Failure patterns

We have already touched upon some of the ways of dealing with failures in microservices in this chapter. There are, however, a couple of more interesting approaches we should consider. The first of these is service degradation.

Service degradation

This pattern could also be called graceful degradation and is related to progressive enhancement. Let us hark back to the example of replacing the Pythagorean distance function with the haversine equivalent. If the haversine service is down for some reason, the less demanding function could be used in its place without a huge impact on users. In fact, they may not notice it at all. It isn't ideal that users have a worse version of the service but it is certainly more desirable than simply showing the user an error message. When the haversine service returns to life then we can stop using the less desirable service. We could have multiple levels of fallback allowing several different services to fail while we continue to present a fully functional application to the end user.

Another good application of this form of degradation is to fall back to more expensive services. I once had an application that sent SMS messages. It was quite important that these messages actually be sent. We used our preferred SMS gateway provider the majority of the time but, if our preferred service was unavailable, something we monitored closely, then we would fail over to using a different provider.

Message storage

We've already drawn a bit of a distinction between services which are query-only and those which actually perform some lasting data change. When one of these updating services fails there is still a need to run the data change code at some point in the future. Storing these requests in a message queue allows them to be run later without risk of losing any of the ever-so important messages. Typically, when a message causes an exception it is returned to the processing queue where it can be retried.

There is an old saying that insanity is doing the same thing over again and expecting a different outcome. However, there are many transient errors which can be solved by simply performing the same action over again. Database deadlocks are a prime example of this. Your transaction may be killed to resolve a deadlock, in which case performing it again is, in fact, the recommended approach. However, one cannot retry messages ad infinitum so it is best to choose some relatively small number of retry attempts, three or five. Once this number has been reached then the message can be sent to a dead letter or poison message queue.
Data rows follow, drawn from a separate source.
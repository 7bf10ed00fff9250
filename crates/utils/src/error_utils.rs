// Copyright 2025 Irreducible Inc.

#[cfg(feature = "bail_panic")]
#[macro_export]
macro_rules! bail {
	($err:expr) => {
		panic!("{}", $err);
	};
}

#[cfg(not(feature = "bail_panic"))]
#[macro_export]
macro_rules! bail {
	($err:expr) => {
		return Err($err.into());
	};
}

#[macro_export]
macro_rules! ensure {
	($cond:expr, $err:expr) => {
		if !$cond {
			$crate::bail!($err);
		}
	};
}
Poison messages, or dead letters as some call them, are messages which have actual legitimate reasons for failing. It is important to keep these messages around not only for debugging purposes but because the messages may represent a customer order or a change to a medical record: not data you can afford to lose. Once the message handler has been corrected these messages can be replayed as if the error never happened. A storage queue and message reprocessor can be seen illustrated here:

Message storage

Message replay

Although not a real production pattern, a side-effect of having a message-based architecture around all the services which change data is that you can acquire the messages for later replay outside of production. Being able to replay messages is very handy for debugging complex interactions between numerous services as the messages contain almost all the information to set up a tracing environment identical to production. Replay capabilities are also very useful for environments where one must be able to audit any data changes to the system. There are other methods to address such audit requirements but a very solid message log is simply a delight to work with.

Indempotence of message handling

The final failure pattern we'll discuss is idempotence of message handling. As systems grow larger it is almost certain that a microservices architecture will span many computers. This is even more certain due to the growing importance of containers, which can, ostensibly, be thought of as computers. Communicating between computers in a distributed system is unreliable; thus, a message may end up being delivered more than once. To handle such an eventuality one might wish to make messaging handling idempotent.

Tip

For more about the unreliability of distributed computing, I cannot recommend any paper more worth reading than Falacies of Distributed Computing Explained by Arnon Rotem-Gal-Oz at http://rgoarchitects.com/Files/fallacies.pdf.

Idempotence means that a message can be processed many times without changing the outcome. This can be harder to achieve than one might realize, especially with services which are inherently non-transactional such as sending e-mails. In these cases, one may need to write a record that an e-mail has been sent to a database. There are some scenarios in which the e-mail will be sent more than once, but a service crashing in the critical section between the e-mail being sent and the record of it being written is unlikely. The decision will have to be made: is it better to send an e-mail more than once or not send it at all?